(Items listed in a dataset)
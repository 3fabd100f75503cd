// ABOUTME: Intelligence configuration root combining exercise, difficulty, and recommendation settings
// ABOUTME: Loads every numeric knob from the environment with validated defaults
//
// SPDX-License-Identifier: MIT OR Apache-2.0
// Copyright (c) 2025 Pierre Fitness Intelligence

//! Intelligence Configuration Module
//!
//! All analysis thresholds are external configuration rather than hard-coded
//! dependencies of the algorithms.
//!
//! # Configuration Methods
//!
//! 1. Environment variables (highest priority):
//!    ```bash
//!    export REPTRACK_SQUAT_MIN_ANGLE=80
//!    export REPTRACK_DIFFICULTY_BATCH_SIZE=8
//!    export REPTRACK_RECOMMENDATION_TOP_K=5
//!    ```
//!
//! 2. Default values (if env vars not set)

/// Difficulty loop settings
pub mod difficulty;
/// Configuration error types
pub mod error;
/// Per-exercise bands and tempo windows
pub mod exercise;
/// Recommender settings
pub mod recommendation;

pub use difficulty::DifficultyConfig;
pub use error::ConfigError;
pub use exercise::{ExerciseConfig, ExerciseSettings, ExerciseThresholds, TempoWindow};
pub use recommendation::RecommendationConfig;

use serde::{Deserialize, Serialize};
use std::env;
use std::fmt::Display;
use std::str::FromStr;

/// Complete intelligence configuration
#[derive(Debug, Clone, Default, PartialEq, Serialize, Deserialize)]
pub struct IntelligenceConfig {
    /// Per-exercise settings
    pub exercises: ExerciseConfig,
    /// Difficulty loop settings
    pub difficulty: DifficultyConfig,
    /// Recommender settings
    pub recommendation: RecommendationConfig,
}

impl IntelligenceConfig {
    /// Load from environment variables and validate
    ///
    /// # Errors
    ///
    /// Returns an error when any variable is malformed or a value fails validation
    pub fn from_env() -> Result<Self, ConfigError> {
        let config = Self {
            exercises: ExerciseConfig::from_env()?,
            difficulty: DifficultyConfig::from_env()?,
            recommendation: RecommendationConfig::from_env()?,
        };
        config.validate()?;
        Ok(config)
    }

    /// Validate every section
    ///
    /// # Errors
    ///
    /// Returns the first validation failure
    pub fn validate(&self) -> Result<(), ConfigError> {
        self.exercises.validate()?;
        self.difficulty.validate()?;
        self.recommendation.validate()
    }
}

/// Parse an environment variable, using `default` when it is unset
pub(crate) fn env_parse<T>(key: &str, default: T) -> Result<T, ConfigError>
where
    T: FromStr,
    T::Err: Display,
{
    match env::var(key) {
        Ok(raw) => raw
            .trim()
            .parse::<T>()
            .map_err(|e| ConfigError::Parse(format!("{key}='{raw}': {e}"))),
        Err(_) => Ok(default),
    }
}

Description of the task.
Repeat, exactly as they stand above, the lines from the line with "pub mod exercise;" to the line with "use std::fmt::Display;", both lines included.

Solution.
pub mod exercise;
/// Recommender settings
pub mod recommendation;

pub use difficulty::DifficultyConfig;
pub use error::ConfigError;
pub use exercise::{ExerciseConfig, ExerciseSettings, ExerciseThresholds, TempoWindow};
pub use recommendation::RecommendationConfig;

use serde::{Deserialize, Serialize};
use std::env;
use std::fmt::Display;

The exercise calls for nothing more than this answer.